══ Material shown

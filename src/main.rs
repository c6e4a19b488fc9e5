// agentd - Main Entry Point
// Copyright 2026 Joseph Stone - All Rights Reserved
//
// Agent roles and hook tools share this binary; the invocation name decides.
// Usage:
//   agentd bootstrap-state --instance-id <id> --env-config <b64>   # Initialize state
//   agentd machine --machine-id <n>                                # Run a machine agent
//   agentd unit --unit-name <service>/<n>                          # Run a unit agent
//   agentd version                                                 # Print version
//   <hook-tool> [args]                                             # Forward to the agent (symlink)

use agentd::client::HookEnv;
use agentd::cmd::Context;
use agentd::dispatch;
use std::io::{self, Write};

fn main() {
    let args: Vec<String> = std::env::args_os()
        .map(|a| a.to_string_lossy().into_owned())
        .collect();
    let env = HookEnv::from_env();

    let dir = match std::env::current_dir() {
        Ok(dir) => dir,
        Err(e) => {
            eprintln!("error: cannot get working directory: {}", e);
            std::process::exit(1);
        }
    };

    // Unlocked handles: agent threads log to stderr while a role runs.
    let mut stdout = io::stdout();
    let mut stderr = io::stderr();
    let code = {
        let mut ctx = Context::new(dir, &mut stdout, &mut stderr);
        dispatch::main(&args, &env, &mut ctx)
    };
    let _ = stdout.flush();
    let _ = stderr.flush();
    std::process::exit(code);
}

════

(What is being asked): Write out each record exactly, without addition or omission.

(Response to the exercise):
filename src/main.rs
repository c6e4a19b488fc9e5
// agentd - Main Entry Point
// Copyright 2026 Joseph Stone - All Rights Reserved
//
// Agent roles and hook tools share this binary; the invocation name decides.
// Usage:
//   agentd bootstrap-state --instance-id <id> --env-config <b64>   # Initialize state
//   agentd machine --machine-id <n>                                # Run a machine agent
//   agentd unit --unit-name <service>/<n>                          # Run a unit agent
//   agentd version                                                 # Print version
//   <hook-tool> [args]                                             # Forward to the agent (symlink)

use agentd::client::HookEnv;
use agentd::cmd::Context;
use agentd::dispatch;
use std::io::{self, Write};

fn main() {
    let args: Vec<String> = std::env::args_os()
        .map(|a| a.to_string_lossy().into_owned())
        .collect();
    let env = HookEnv::from_env();

    let dir = match std::env::current_dir() {
        Ok(dir) => dir,
        Err(e) => {
            eprintln!("error: cannot get working directory: {}", e);
            std::process::exit(1);
        }
    };

    // Unlocked handles: agent threads log to stderr while a role runs.
    let mut stdout = io::stdout();
    let mut stderr = io::stderr();
    let code = {
        let mut ctx = Context::new(dir, &mut stdout, &mut stderr);
        dispatch::main(&args, &env, &mut ctx)
    };
    let _ = stdout.flush();
    let _ = stderr.flush();
    std::process::exit(code);
}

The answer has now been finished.